PRH: changing record-keeping

In the past, maintaining hospital records meant sifting through large folders and filing cabinets, searching for documents, charts, and other patient information. In recent years, health practitioners in the U.S. have shifted toward a digital record-keeping system, a system that Pullman Regional Hospital has mastered.

PRH is one of 840 registered facilities to be recognized in a federal program to de-clutter and generally increase healthcare efficiency by using electronic record keeping. More than four thousand healthcare providers are registered altogether.

As part of the American Recovery and Reinvestment Act of 2009, the federal government allocated forty billion dollars to modernize healthcare computer systems and health information technology. Designed to improve health care quality, prevent medical errors and decrease paperwork, this piece of legislature is known as the Meaningful Use Stimulus.

Pullman Regional Hospital completed Stage Two of the Meaningful Use Stimulus, meaning they have passed various measurements of their technological information availability. Only 19 percent of registered facilities have completed Stage Two.

Catherine Murphy, registered nurse and director of clinical informatics at PRH, said every staff member at PRH who deals with patients is trained in the medical software Meditech. She said the software compiles information onto a network that makes it easily accessible to any practitioner using Meditech or other compatible health information software.

This means a patient who visits the emergency room at one hospital will have all the information from that visit readily available at their physician’s office the next day, without any papers or files.

Currently, third-party software companies have provided care centers with different health information software, creating a web of networks that may work together, and may not. This causes some speed bumps, as issues between the programs need to be ironed out before the information can be shared, Murphy said.

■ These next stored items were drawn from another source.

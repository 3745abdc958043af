// Copyright (c) 2025, Jason Jenkins
// SPDX-License-Identifier: BSD-3-Clause

//! Segment data structures.
//!
//! A segment is a half-open interval `[start_ms, end_ms)` on the media
//! timeline carrying an optional label and free text.

use crate::models::label::LabelId;
use serde::{Deserialize, Serialize};
use std::fmt;

/// Session-local handle for a segment.
///
/// Identifiers are assigned when a segment enters a collection and are never
/// written to disk.
#[derive(Debug, Clone, Copy, PartialEq, Eq, PartialOrd, Ord, Hash)]
pub struct SegmentId(pub(crate) u64);

impl fmt::Display for SegmentId {
    fn fmt(&self, f: &mut fmt::Formatter<'_>) -> fmt::Result {
        write!(f, "seg-{}", self.0)
    }
}

/// A labeled time interval.
#[derive(Debug, Clone, PartialEq, Eq)]
pub struct Segment {
    pub id: SegmentId,
    pub start_ms: i64,
    pub end_ms: i64,
    pub label_id: Option<LabelId>,
    pub text: String,
}

impl Segment {
    /// Length of the interval in milliseconds.
    pub fn duration_ms(&self) -> i64 {
        self.end_ms.saturating_sub(self.start_ms)
    }

    /// True once the segment has non-blank text and a label.
    pub fn is_complete(&self) -> bool {
        !self.text.trim().is_empty() && self.label_id.is_some()
    }

    /// Strip the session identifier for persistence.
    pub fn to_record(&self) -> SegmentRecord {
        SegmentRecord {
            start_ms: self.start_ms,
            end_ms: self.end_ms,
            text: self.text.clone(),
            label_id: self.label_id,
        }
    }
}

/// A segment as stored in a project file.
#[derive(Debug, Clone, PartialEq, Eq, Serialize, Deserialize)]
pub struct SegmentRecord {
    pub start_ms: i64,
    pub end_ms: i64,
    pub text: String,
    pub label_id: Option<LabelId>,
}

/// Half-open interval intersection. Touching endpoints do not overlap.
pub fn is_overlap(start_a: i64, end_a: i64, start_b: i64, end_b: i64) -> bool {
    start_a < end_b && end_a > start_b
}
//! Binary-level behaviour of `podpush push` / `podpush lint`.
//!
//! Every test isolates HOME and the repos directory in temp dirs. The one
//! end-to-end publish test needs `git` and skips itself otherwise.

use std::fs;
use std::path::{Path, PathBuf};
use std::process::Command as StdCommand;

use assert_cmd::Command;
use predicates::prelude::*;
use tempfile::TempDir;

struct Env {
    home: TempDir,
    repos: TempDir,
    work: TempDir,
}

impl Env {
    fn new() -> Self {
        Self {
            home: TempDir::new().expect("home"),
            repos: TempDir::new().expect("repos"),
            work: TempDir::new().expect("work"),
        }
    }

    fn podpush(&self) -> Command {
        let mut cmd = Command::cargo_bin("podpush").expect("podpush binary");
        cmd.current_dir(self.work.path())
            .env("HOME", self.home.path())
            .env("USERPROFILE", self.home.path())
            .env("PODPUSH_REPOS_DIR", self.repos.path())
            .env("NO_COLOR", "1")
            .env("CLICOLOR", "0")
            .env_remove("PODPUSH_GIT");
        cmd
    }

    fn spec(&self, name: &str, version: &str) -> PathBuf {
        let path = self.work.path().join(format!("{name}.podspec"));
        fs::write(&path, podspec(name, version)).expect("write spec");
        path
    }
}

fn podspec(name: &str, version: &str) -> String {
    format!(
        "Pod::Spec.new do |s|\n  s.name     = '{name}'\n  s.version  = '{version}'\n  s.summary  = '{name} pod.'\n  s.homepage = 'https://example.com/{name}'\n  s.source   = {{ :git => 'https://example.com/{name}.git', :tag => s.version.to_s }}\n  s.authors  = {{ 'Jane' => 'jane@example.com' }}\n  s.license  = 'MIT'\nend\n"
    )
}

// ---------------------------------------------------------------------------
// Usage errors
// ---------------------------------------------------------------------------

#[test]
fn push_without_repo_is_a_usage_error() {
    let env = Env::new();
    env.podpush().arg("push").assert().code(2);
}

#[test]
fn push_with_two_repos_is_a_usage_error() {
    let env = Env::new();
    env.podpush().args(["push", "master", "extra"]).assert().code(2);
}

// ---------------------------------------------------------------------------
// Aborts before any repo mutation
// ---------------------------------------------------------------------------

#[test]
fn unknown_repo_fails_with_single_error_line() {
    let env = Env::new();
    env.spec("Foo", "1.0");
    env.podpush()
        .args(["push", "master"])
        .assert()
        .code(1)
        .stderr(predicate::str::contains("[!] `master' repo not found"));
}

#[test]
fn missing_spec_files_fail_before_contacting_repo() {
    let env = Env::new();
    fs::create_dir_all(env.repos.path().join("master")).unwrap();
    env.podpush()
        .args(["push", "master"])
        .assert()
        .code(1)
        .stderr(predicate::str::contains("couldn't find .podspec file"));
}

#[test]
fn invalid_spec_blocks_push_and_leaves_repo_untouched() {
    let env = Env::new();
    let repo = env.repos.path().join("master");
    fs::create_dir_all(&repo).unwrap();
    fs::write(
        env.work.path().join("Foo.podspec"),
        "Pod::Spec.new do |s|\n  s.name = 'Foo'\n  s.version = '1.0'\nend\n",
    )
    .unwrap();

    env.podpush()
        .args(["push", "master"])
        .assert()
        .code(1)
        .stdout(predicate::str::contains("Validating specs"))
        .stdout(predicate::str::contains("[summary] required attribute is missing"))
        .stderr(predicate::str::contains("all specs must pass validation"));
    assert_eq!(fs::read_dir(&repo).unwrap().count(), 0);
}

#[test]
fn config_error_is_reported_once() {
    let env = Env::new();
    env.spec("Foo", "1.0");
    let config_dir = env.home.path().join(".podpush");
    fs::create_dir_all(&config_dir).unwrap();
    fs::write(config_dir.join("config.yaml"), "bogus: 1\n").unwrap();

    let output = env.podpush().args(["push", "master"]).output().unwrap();
    assert_eq!(output.status.code(), Some(1));
    let stderr = String::from_utf8_lossy(&output.stderr);
    assert!(stderr.starts_with("[!] failed to load configuration"), "{stderr}");
    assert_eq!(stderr.matches("unknown field `bogus`").count(), 1, "{stderr}");
}

/// A git stand-in whose `push` prints to both streams and is rejected.
#[cfg(unix)]
fn rejecting_git(dir: &Path) -> PathBuf {
    use std::os::unix::fs::PermissionsExt;

    let script = dir.join("fake-git");
    fs::write(
        &script,
        "#!/bin/sh\n\
         if [ \"$1\" = push ]; then\n\
           echo 'To origin'\n\
           echo ' ! [rejected]        master -> master (fetch first)' >&2\n\
           echo 'error: failed to push some refs to origin' >&2\n\
           echo 'hint: Updates were rejected because the remote contains work' >&2\n\
           exit 1\n\
         fi\n\
         exit 0\n",
    )
    .unwrap();
    let mut perms = fs::metadata(&script).unwrap().permissions();
    perms.set_mode(0o755);
    fs::set_permissions(&script, perms).unwrap();
    script
}

#[cfg(unix)]
#[test]
fn rejected_push_shows_remote_output_and_a_single_error() {
    let env = Env::new();
    env.spec("Foo", "1.0");
    fs::create_dir_all(env.repos.path().join("master")).unwrap();
    let bin = TempDir::new().unwrap();
    let git = rejecting_git(bin.path());

    for silent in [false, true] {
        let mut cmd = env.podpush();
        cmd.env("PODPUSH_GIT", &git).args(["push", "master"]);
        if silent {
            cmd.arg("--silent");
        }
        let output = cmd.output().unwrap();
        assert_eq!(output.status.code(), Some(1));

        let stdout = String::from_utf8_lossy(&output.stdout);
        assert!(stdout.contains("To origin"), "{stdout}");
        assert!(stdout.contains("[rejected]"), "{stdout}");

        let stderr = String::from_utf8_lossy(&output.stderr);
        assert_eq!(stderr.lines().count(), 1, "{stderr}");
        assert_eq!(stderr.matches("push` failed in").count(), 1, "{stderr}");
        assert!(stderr.contains("hint: Updates were rejected"), "{stderr}");
    }
}

// ---------------------------------------------------------------------------
// lint
// ---------------------------------------------------------------------------

#[test]
fn lint_passes_valid_specs() {
    let env = Env::new();
    env.spec("Foo", "1.0");
    env.podpush()
        .arg("lint")
        .assert()
        .success()
        .stdout(predicate::str::contains("Foo (1.0)"))
        .stdout(predicate::str::contains("All specs passed validation."));
}

#[test]
fn lint_json_reports_each_file() {
    let env = Env::new();
    env.spec("Foo", "1.0");
    env.spec("Bar", "2.0");
    let output = env.podpush().args(["lint", "--json"]).output().unwrap();
    assert!(output.status.success());

    let json: serde_json::Value = serde_json::from_slice(&output.stdout).expect("json");
    let reports = json["reports"].as_array().expect("reports array");
    assert_eq!(reports.len(), 2);
    assert_eq!(reports[0]["spec"]["name"], "Bar");
}

#[test]
fn lint_fails_on_bad_version() {
    let env = Env::new();
    env.spec("Foo", "latest");
    env.podpush()
        .arg("lint")
        .assert()
        .code(1)
        .stderr(predicate::str::contains("1 of 1 spec(s) failed validation"));
}

// ---------------------------------------------------------------------------
// End to end with real git
// ---------------------------------------------------------------------------

fn git_available() -> bool {
    StdCommand::new("git")
        .arg("--version")
        .output()
        .map(|o| o.status.success())
        .unwrap_or(false)
}

fn git(dir: &Path, home: &Path, args: &[&str]) -> String {
    let output = StdCommand::new("git")
        .args(args)
        .current_dir(dir)
        .env("HOME", home)
        .output()
        .expect("spawn git");
    assert!(
        output.status.success(),
        "git {args:?} failed: {}",
        String::from_utf8_lossy(&output.stderr)
    );
    String::from_utf8_lossy(&output.stdout).into_owned()
}

#[test]
fn publishes_new_spec_and_pushes_to_remote() {
    if !git_available() {
        eprintln!("git not installed; skipping");
        return;
    }
    let env = Env::new();
    let home = env.home.path();
    let remote_root = TempDir::new().unwrap();
    let remote = remote_root.path().join("specs.git");
    fs::create_dir_all(&remote).unwrap();
    git(&remote, home, &["init", "--bare", "--quiet"]);

    // Seed the remote so `pull` has something to track.
    git(remote_root.path(), home, &["clone", "--quiet", "specs.git", "seed"]);
    let seed = remote_root.path().join("seed");
    git(&seed, home, &["config", "user.name", "seed"]);
    git(&seed, home, &["config", "user.email", "seed@podpush.invalid"]);
    fs::write(seed.join("README.md"), "specs\n").unwrap();
    git(&seed, home, &["add", "README.md"]);
    git(&seed, home, &["commit", "--quiet", "-m", "init"]);
    git(&seed, home, &["push", "--quiet", "-u", "origin", "HEAD"]);

    let remote_url = remote.to_string_lossy().into_owned();
    git(env.repos.path(), home, &["clone", "--quiet", &remote_url, "master"]);
    let checkout = env.repos.path().join("master");
    git(&checkout, home, &["config", "user.name", "podpush tests"]);
    git(&checkout, home, &["config", "user.email", "tests@podpush.invalid"]);
    git(&checkout, home, &["config", "commit.gpgsign", "false"]);

    env.spec("Foo", "1.0");
    env.podpush()
        .args(["push", "master"])
        .assert()
        .success()
        .stdout(predicate::str::contains("Updating the `master' repo"))
        .stdout(predicate::str::contains(" - [Add] Foo (1.0)"))
        .stdout(predicate::str::contains("Pushing the `master' repo"));

    assert!(checkout.join("Foo/1.0/Foo.podspec").is_file());
    let subject = git(&remote, home, &["log", "-1", "--format=%s"]);
    assert_eq!(subject.trim(), "[Add] Foo (1.0)");

    // Republishing the same version is a fix.
    env.podpush().args(["push", "master", "--silent"]).assert().success();
    let subject = git(&remote, home, &["log", "-1", "--format=%s"]);
    assert_eq!(subject.trim(), "[Fix] Foo (1.0)");
}
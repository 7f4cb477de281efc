//! Locating the target checkout and the spec files to publish.

use std::path::{Path, PathBuf};

use podpush_core::SPEC_EXTENSION;

use crate::error::{io_err, PublishError};

/// `<repos_dir>/<repo>`, which must already exist as a directory.
///
/// Names that are empty or would escape `repos_dir` are reported as not found.
pub fn resolve_repo_dir(repos_dir: &Path, repo: &str) -> Result<PathBuf, PublishError> {
    let not_found = || PublishError::RepoNotFound {
        repo: repo.to_string(),
        repos_dir: repos_dir.to_path_buf(),
    };

    if repo.is_empty() || repo == "." || repo == ".." || repo.contains(['/', '\\']) {
        return Err(not_found());
    }
    let dir = repos_dir.join(repo);
    if !dir.is_dir() {
        return Err(not_found());
    }
    Ok(dir)
}

/// Every `*.podspec` file directly inside `dir` (symlinks followed), sorted by
/// file name.
///
/// Sorting makes commit order independent of the filesystem's listing order.
pub fn find_spec_files(dir: &Path) -> Result<Vec<PathBuf>, PublishError> {
    let mut files = Vec::new();
    for entry in std::fs::read_dir(dir).map_err(|e| io_err(dir, e))? {
        let path = entry.map_err(|e| io_err(dir, e))?.path();
        if path.extension().is_some_and(|ext| ext == SPEC_EXTENSION) && path.is_file() {
            files.push(path);
        }
    }
    files.sort_by(|a, b| a.file_name().cmp(&b.file_name()));

    if files.is_empty() {
        return Err(PublishError::NoSpecFiles {
            dir: dir.to_path_buf(),
        });
    }
    Ok(files)
}
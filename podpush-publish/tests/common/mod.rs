//! Fakes shared by the pipeline tests: no git process is ever spawned.

#![allow(dead_code)]

use std::cell::{Cell, RefCell};
use std::fs;
use std::path::{Path, PathBuf};

use podpush_lint::{LintIssue, LintReport, SpecValidator, ValidationReport};
use podpush_vcs::{Vcs, VcsError};
use tempfile::TempDir;

// ---------------------------------------------------------------------------
// Version control
// ---------------------------------------------------------------------------

#[derive(Debug, Clone, PartialEq, Eq)]
pub enum Call {
    Status,
    Pull,
    Add(PathBuf),
    Commit(String),
    Push,
}

/// Records every call; `status` output and one failing operation are configurable.
#[derive(Debug, Default)]
pub struct RecordingVcs {
    pub calls: RefCell<Vec<Call>>,
    pub status: String,
    pub fail_on: Option<&'static str>,
}

impl RecordingVcs {
    pub fn dirty(status: &str) -> Self {
        Self {
            status: status.to_string(),
            ..Self::default()
        }
    }

    pub fn failing(op: &'static str) -> Self {
        Self {
            fail_on: Some(op),
            ..Self::default()
        }
    }

    pub fn calls(&self) -> Vec<Call> {
        self.calls.borrow().clone()
    }

    pub fn commits(&self) -> Vec<String> {
        self.calls()
            .into_iter()
            .filter_map(|c| match c {
                Call::Commit(m) => Some(m),
                _ => None,
            })
            .collect()
    }

    fn record(&self, op: &'static str, dir: &Path, call: Call) -> Result<(), VcsError> {
        self.calls.borrow_mut().push(call);
        if self.fail_on == Some(op) {
            return Err(VcsError::Failed {
                command: format!("git {op}"),
                dir: dir.to_path_buf(),
                status: "exit status: 1".to_string(),
                output: format!(" ! [rejected] {op} refused by remote\nfatal: {op} rejected\n"),
            });
        }
        Ok(())
    }
}

impl Vcs for RecordingVcs {
    fn status(&self, dir: &Path) -> Result<String, VcsError> {
        self.record("status", dir, Call::Status)?;
        Ok(self.status.clone())
    }

    fn pull(&self, dir: &Path) -> Result<String, VcsError> {
        self.record("pull", dir, Call::Pull)?;
        Ok("Already up to date.\n".to_string())
    }

    fn add(&self, dir: &Path, path: &Path) -> Result<(), VcsError> {
        self.record("add", dir, Call::Add(path.to_path_buf()))
    }

    fn commit(&self, dir: &Path, message: &str) -> Result<(), VcsError> {
        self.record("commit", dir, Call::Commit(message.to_string()))
    }

    fn push(&self, dir: &Path) -> Result<String, VcsError> {
        self.record("push", dir, Call::Push)?;
        Ok("To example.com:specs.git\n".to_string())
    }
}

// ---------------------------------------------------------------------------
// Validation
// ---------------------------------------------------------------------------

/// Passes or fails every file, counting invocations.
#[derive(Debug, Default)]
pub struct FixedValidator {
    pub reject: Vec<&'static str>,
    pub invocations: Cell<usize>,
}

impl FixedValidator {
    pub fn accept_all() -> Self {
        Self::default()
    }

    pub fn rejecting(file_names: &[&'static str]) -> Self {
        Self {
            reject: file_names.to_vec(),
            ..Self::default()
        }
    }
}

impl SpecValidator for FixedValidator {
    fn validate(&self, files: &[PathBuf]) -> ValidationReport {
        self.invocations.set(self.invocations.get() + 1);
        let reports = files
            .iter()
            .map(|path| {
                let name = path.file_name().unwrap().to_string_lossy();
                let errors = if self.reject.iter().any(|r| *r == name) {
                    vec![LintIssue {
                        attribute: None,
                        message: "rejected".to_string(),
                    }]
                } else {
                    vec![]
                };
                LintReport {
                    path: path.clone(),
                    spec: None,
                    errors,
                    warnings: vec![],
                }
            })
            .collect();
        ValidationReport { reports }
    }
}

// ---------------------------------------------------------------------------
// Fixtures
// ---------------------------------------------------------------------------

/// A working directory with spec files and a repos root holding `master/`.
pub struct Fixture {
    pub work: TempDir,
    pub repos: TempDir,
}

impl Fixture {
    pub fn new() -> Self {
        let fixture = Self {
            work: TempDir::new().expect("work dir"),
            repos: TempDir::new().expect("repos dir"),
        };
        fs::create_dir_all(fixture.repo_dir()).expect("mkdir repo");
        fixture
    }

    pub fn repo_dir(&self) -> PathBuf {
        self.repos.path().join("master")
    }

    /// Write `<file_name>` with the given identity into the working directory.
    pub fn spec(&self, file_name: &str, name: &str, version: &str) -> PathBuf {
        let path = self.work.path().join(file_name);
        fs::write(&path, podspec(name, version)).expect("write spec");
        path
    }

    /// Pre-populate `<repo>/<rel>` as a directory.
    pub fn existing(&self, rel: &str) -> PathBuf {
        let dir = self.repo_dir().join(rel);
        fs::create_dir_all(&dir).expect("mkdir existing");
        dir
    }
}

/// A podspec that passes the built-in linter.
pub fn podspec(name: &str, version: &str) -> String {
    format!(
        "Pod::Spec.new do |s|\n  s.name     = '{name}'\n  s.version  = '{version}'\n  s.summary  = '{name} pod.'\n  s.homepage = 'https://example.com/{name}'\n  s.source   = {{ :git => 'https://example.com/{name}.git', :tag => s.version.to_s }}\n  s.authors  = {{ 'Jane' => 'jane@example.com' }}\n  s.license  = 'MIT'\nend\n"
    )
}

“There are a lot of stakeholders in the healthcare industry,” Murphy said. “It takes a lot of coordination to streamline this new system.”

Megan Guido, director of marketing at PRH, said while the process of establishing these networks is slow-going, they will keep working with patients and staff to continually modernize their informatics systems.

“Our small size allows us to move flexibly, act quickly and continue to innovate,” said Guido, “larger hospitals just don’t have the time or staff to implement these things as efficiently.”

Meaningful Use requires that five percent of patients need to access the online patient portal, a feature of Meditech software that allows patients to look over all their medical information from their homes.

Amber Roberts, obstetrics specialist at PRH said most patients are excited to be able to see their prescriptions, allergies, and test results online.

“When you implement something like this, there is going to be a learning curve for everyone involved,” Roberts said. “We have experts who come in and explain everything to the patient, which makes the process easier.”

Roberts hopes that one day, a single software program will be used between any and all healthcare providers, making it fast and easy to send patient information anywhere.